Newly upgraded Visual Studio 2010 runs much slower than 2005

Is Visual studio 2010 slower than 2005? I just had my laptop upgraded to windows 7 64bit with visual studio 2010, and vs 2010 is much slower than vs2005 was when I had xp. Any upgrades or configurations you can think of that might help me out?

Upvotes: 0

Views: 260

Answers (3)

David Scruggs
David Scruggs

Reputation: 129

Depending on your setup, Visual Studio 2010 can be faster than VS 2010 or slower. I'm not sure from your question in what way Visual Studio is running slower, though. Is it just Visual Studio, or is anything else slower?

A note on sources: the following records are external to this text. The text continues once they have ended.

//! Build orchestrator for minimal-magic sites.
//!
//! Renders every HTML page of a source tree through a headless browser,
//! copies the files those pages depend on, and reports leftovers in the
//! output directory.

pub mod builder;
pub mod manifest;
pub mod report;

pub use builder::{BuildConfig, BuildError, SiteBuilder};
pub use manifest::{FileState, Manifest};
pub use report::BuildReport;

  • You mentioned you're running Windows 7 x64. If you have more than 4 GB of RAM, this is a good idea. If you have less than 4 GB, you're probably going to be slower than if you're running 32-bit. It's also worth looking at your Windows 7 performance rating--if it's low, applications like Visual Studio will be slow too.
  • The hardware requirements are listed over at http://www.microsoft.com/visualstudio/en-us/products/2010-editions/ultimate/system-requirements, but those are bare-bones requirements. If you're doing SharePoint development, then you'll need a much beefier system (SharePoint will compete for a lot of your system resources). I'd want at least 1 GB more RAM than recommended there even without SharePoint. The processor speed is fine for multiple cores, but if you have an old laptop 1.6 GHz and a single core won't be that fast.
  • Most people find an SSD drive helps incredibly.
  • Launching Visual Studio does seem to take longer, but to me it runs faster once it's up. F1 help is non-blocking now. Compiles can be done in parallel. Navigation and adding references is faster.
  • Grab the productivity power pack from vscodegallery.com--that adds a lot of shortcuts.
  • Visual Studio has more features than previous versions. Most people install everything. It may be better to just install the features you need.
  • The previous poster mentioned having a good video card or chipset. That's probably a good idea, but disk I/O and CPU are probably more important.

Upvotes: 1

Geoff
Geoff

Reputation: 9340

Turn off the "Enable rich client visual experience" and turn on "Use graphics hardware acceleration if available"

Upvotes: 3

Blindy
Blindy

Reputation: 67380

Extra features always come at a cost. If you don't upgrade your computer at a similar rate you upgrade your software, you'll find it gets slower and slower.

About VS2010 specifically, the UI uses WPF, so you need at least a decently passable graphics card to handle it. Intellisense also got a lot better, so it will use slightly more CPU.

For what it's worth, 2010 runs very smoothly on my computer.